Saturday, December 27, 2014

Guide To Stop Smoking Hypnosis Washington DC

By Stacey Burt


Given the awareness created by the pharmacological effects of smokers, the decision to stop smokers is definitely required. These therapies have the advantage of allowing an objective scientific validation. They improve the results of drug treatment of medical care, particularly with regard to social dependence that works by packaging stop smoking hypnosis Washington DC.

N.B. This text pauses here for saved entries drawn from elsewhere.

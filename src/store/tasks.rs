//! Task (flow state) persistence with optimistic locking.

use rusqlite::{params, Transaction};

use super::{is_unique_violation, store_err, Store};
use crate::domain::{FlowState, FlowStatus, Phase};
use crate::errors::{EngineError, EngineResult};

fn row_to_state(row: &rusqlite::Row<'_>) -> rusqlite::Result<(FlowState, String, String)> {
    let phase: String = row.get(1)?;
    let status: String = row.get(2)?;
    let state = FlowState {
        task_id: row.get(0)?,
        current_phase: Phase::A,
        status: FlowStatus::Running,
        state_version: row.get(3)?,
        round: row.get(4)?,
        budget_used_usd: row.get(5)?,
        budget_cap_usd: row.get(6)?,
        last_event_seq: row.get(7)?,
        updated_at_unix: row.get(8)?,
    };
    Ok((state, phase, status))
}

fn decode_state(state: FlowState, phase: String, status: String) -> EngineResult<FlowState> {
    let current_phase = Phase::parse(&phase)
        .ok_or_else(|| EngineError::StoreWrite(format!("unknown phase value: {phase}")))?;
    let status = FlowStatus::parse(&status)
        .ok_or_else(|| EngineError::StoreWrite(format!("unknown status value: {status}")))?;
    Ok(FlowState {
        current_phase,
        status,
        ..state
    })
}

impl Store {
    /// Insert a new task inside an existing transaction. A primary-key
    /// violation surfaces as `duplicate_task`.
    pub fn create_task_tx(tx: &Transaction<'_>, state: &FlowState) -> EngineResult<()> {
        let res = tx.execute(
            "INSERT INTO tasks (task_id, current_phase, status, state_version, round, budget_used_usd, budget_cap_usd, last_event_seq, updated_at_unix)
             VALUES (?1, ?2, ?3, ?4, ?5, ?6, ?7, ?8, ?9)",
            params![
                state.task_id,
                state.current_phase.as_str(),
                state.status.as_str(),
                state.state_version,
                state.round,
                state.budget_used_usd,
                state.budget_cap_usd,
                state.last_event_seq,
                state.updated_at_unix,
            ],
        );
        match res {
            Ok(_) => Ok(()),
            Err(e) if is_unique_violation(&e) => {
                Err(EngineError::DuplicateTask(state.task_id.clone()))
            }
            Err(e) => Err(store_err(e)),
        }
    }

    /// Update a task inside a transaction using optimistic locking. The
    /// write is predicated on `state_version` matching the version the
    /// caller read; on success the version increments by one. A zero-row
    /// result surfaces as `optimistic_lock`.
    pub fn update_task_with_version_tx(tx: &Transaction<'_>, state: &FlowState) -> EngineResult<()> {
        let n = tx
            .execute(
                "UPDATE tasks SET
                    current_phase = ?1,
                    status = ?2,
                    state_version = state_version + 1,
                    round = ?3,
                    budget_used_usd = ?4,
                    budget_cap_usd = ?5,
                    last_event_seq = ?6,
                    updated_at_unix = ?7
                 WHERE task_id = ?8 AND state_version = ?9",
                params![
                    state.current_phase.as_str(),
                    state.status.as_str(),
                    state.round,
                    state.budget_used_usd,
                    state.budget_cap_usd,
                    state.last_event_seq,
                    state.updated_at_unix,
                    state.task_id,
                    state.state_version,
                ],
            )
            .map_err(store_err)?;
        if n == 0 {
            return Err(EngineError::OptimisticLock);
        }
        Ok(())
    }

    /// All tasks whose status is `running`, ordered by id. Used to resume
    /// supervision after a restart.
    pub fn list_running_tasks(&self) -> EngineResult<Vec<FlowState>> {
        let mut stmt = self
            .conn
            .prepare(
                "SELECT task_id, current_phase, status, state_version, round, budget_used_usd, budget_cap_usd, last_event_seq, updated_at_unix
                 FROM tasks WHERE status = 'running' ORDER BY task_id ASC",
            )
            .map_err(store_err)?;
        let rows = stmt.query_map([], row_to_state).map_err(store_err)?;
        let mut tasks = Vec::new();
        for row in rows {
            let (state, phase, status) = row.map_err(store_err)?;
            tasks.push(decode_state(state, phase, status)?);
        }
        Ok(tasks)
    }

    /// Retrieve a task by id, or `flow_not_found`.
    pub fn get_task(&self, task_id: &str) -> EngineResult<FlowState> {
        let res = self.conn.query_row(
            "SELECT task_id, current_phase, status, state_version, round, budget_used_usd, budget_cap_usd, last_event_seq, updated_at_unix
             FROM tasks WHERE task_id = ?1",
            params![task_id],
            row_to_state,
        );
        match res {
            Ok((state, phase, status)) => decode_state(state, phase, status),
            Err(rusqlite::Error::QueryReturnedNoRows) => {
                Err(EngineError::FlowNotFound(task_id.to_string()))
            }
            Err(e) => Err(store_err(e)),
        }
    }
}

The evaluation of addiction is often necessary prerequisite before undertaking stop smokers. In fact, it depends on the risk of failure and the need for therapeutic help. This dependence can for example be approximated by the Fagerstrom test, which consists of a questionnaire on smokers habits. In an individual with this dependence, the desire to free himself from the majority. And in Britain 78% of smokers would like to be non-smokers on the horizon of one year and 80% had attempted in past 5 years (and already 75% in 16-25 years group). Cessation can be achieved immediately, or gradually by reducing the number of cigarettes daily. Both strategies seem equivalent in terms of spontaneous cessation.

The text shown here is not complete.